**Given data:**
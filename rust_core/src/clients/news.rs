use super::http_client;
use crate::circuit_breaker::{ApiCircuitBreaker, ApiCircuitBreakerConfig};
use crate::models::{FactCheckOutcome, NewsArticle};
use anyhow::{anyhow, Context, Result};
use reqwest::Client;
use serde::Deserialize;
use std::sync::Arc;
use tracing::debug;

pub const NEWS_API_URL: &str = "https://newsapi.org/v2/everything";
pub const DEFAULT_PAGE_SIZE: usize = 5;

#[derive(Debug, Deserialize)]
struct NewsResponse {
    #[serde(default)]
    articles: Vec<NewsApiArticle>,
}

#[derive(Debug, Deserialize)]
#[serde(rename_all = "camelCase")]
struct NewsApiArticle {
    #[serde(default)]
    title: Option<String>,
    description: Option<String>,
    source: Option<NewsSource>,
    #[serde(default)]
    url: Option<String>,
    published_at: Option<String>,
    url_to_image: Option<String>,
}

#[derive(Debug, Deserialize)]
struct NewsSource {
    name: Option<String>,
}

impl From<NewsApiArticle> for NewsArticle {
    fn from(a: NewsApiArticle) -> Self {
        Self {
            title: a.title.unwrap_or_default(),
            description: a.description,
            source: a.source.and_then(|s| s.name),
            url: a.url.unwrap_or_default(),
            published_at: a.published_at,
            image_url: a.url_to_image,
        }
    }
}

/// NewsAPI `everything` search, used when no fact check exists for a claim
#[derive(Clone)]
pub struct NewsApiClient {
    client: Client,
    api_key: Option<String>,
    base_url: String,
    circuit_breaker: Arc<ApiCircuitBreaker>,
}

impl std::fmt::Debug for NewsApiClient {
    fn fmt(&self, f: &mut std::fmt::Formatter<'_>) -> std::fmt::Result {
        f.debug_struct("NewsApiClient")
            .field("configured", &self.api_key.is_some())
            .field("circuit_breaker_state", &self.circuit_breaker.state())
            .finish()
    }
}

impl NewsApiClient {
    pub fn new(api_key: Option<String>, config: ApiCircuitBreakerConfig) -> Self {
        Self {
            client: http_client(),
            api_key: api_key.filter(|k| !k.is_empty()),
            base_url: NEWS_API_URL.to_string(),
            circuit_breaker: Arc::new(ApiCircuitBreaker::new("news", config)),
        }
    }

    pub fn with_base_url(mut self, base_url: &str) -> Self {
        self.base_url = base_url.to_string();
        self
    }

    pub fn is_configured(&self) -> bool {
        self.api_key.is_some()
    }

    /// Articles matching any of `keywords`
    pub async fn search(&self, keywords: &[String], max_results: usize) -> Result<FactCheckOutcome> {
        let Some(api_key) = self.api_key.as_deref() else {
            return Ok(FactCheckOutcome::not_found("News search is not configured."));
        };
        if keywords.is_empty() {
            return Ok(FactCheckOutcome::not_found("No relevant articles found."));
        }

        let query = keywords.join(" OR ");
        debug!("Searching news for \"{}\"", query);
        let articles = self
            .circuit_breaker
            .call(self.search_internal(&query, api_key, max_results))
            .await?;

        if articles.is_empty() {
            return Ok(FactCheckOutcome::not_found("No relevant articles found."));
        }
        Ok(FactCheckOutcome::articles(articles))
    }

    async fn search_internal(
        &self,
        query: &str,
        api_key: &str,
        max_results: usize,
    ) -> Result<Vec<NewsArticle>> {
        let page_size = max_results.to_string();
        let resp = self
            .client
            .get(&self.base_url)
            .query(&[
                ("q", query),
                ("language", "en"),
                ("sortBy", "relevancy"),
                ("pageSize", page_size.as_str()),
                ("apiKey", api_key),
            ])
            .send()
            .await
            .context("news request failed")?;
        if !resp.status().is_success() {
            return Err(anyhow!("news API returned status: {}", resp.status()));
        }
        let body: NewsResponse = resp.json().await.context("invalid news payload")?;
        Ok(parse_articles(body))
    }
}

fn parse_articles(body: NewsResponse) -> Vec<NewsArticle> {
    body.articles
        .into_iter()
        .map(NewsArticle::from)
        .filter(|a| !a.title.is_empty() && !a.url.is_empty())
        .collect()
}

#[cfg(test)]
mod tests {
    use super::*;

    #[test]
    fn test_parse_articles() {
        let body: NewsResponse = serde_json::from_str(
            r#"{
                "status": "ok",
                "totalResults": 2,
                "articles": [
                    {
                        "source": { "id": null, "name": "Reuters" },
                        "title": "Fact check: masks do not cause lung damage",
                        "description": "Doctors explain",
                        "url": "https://example.org/a",
                        "urlToImage": "https://example.org/a.jpg",
                        "publishedAt": "2024-01-01T00:00:00Z"
                    },
                    { "source": { "name": "Blog" }, "title": "[Removed]", "url": null }
                ]
            }"#,
        )
        .unwrap();
        let articles = parse_articles(body);
        assert_eq!(articles.len(), 1);
        assert_eq!(articles[0].source.as_deref(), Some("Reuters"));
        assert_eq!(articles[0].image_url.as_deref(), Some("https://example.org/a.jpg"));
    }

    #[tokio::test]
    async fn test_unconfigured_client_degrades() {
        let client = NewsApiClient::new(None, ApiCircuitBreakerConfig::default());
        let outcome = client.search(&["masks".to_string()], 5).await.unwrap();
        assert!(!outcome.found);
        assert!(!client.is_configured());
    }

    #[tokio::test]
    #[ignore] // Requires network
    async fn test_live_search() {
        let client = NewsApiClient::new(
            std::env::var("NEWS_API_KEY").ok(),
            ApiCircuitBreakerConfig::default(),
        );
        let outcome = client.search(&["vaccines".to_string()], 3).await.unwrap();
        println!("{:?}", outcome);
    }
}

**Your task:**
Scan the entries above and copy each line where "ApiCircuitBreakerConfig" occurs.

**Solution to this task:**
use crate::circuit_breaker::{ApiCircuitBreaker, ApiCircuitBreakerConfig};
    pub fn new(api_key: Option<String>, config: ApiCircuitBreakerConfig) -> Self {
        let client = NewsApiClient::new(None, ApiCircuitBreakerConfig::default());
            ApiCircuitBreakerConfig::default(),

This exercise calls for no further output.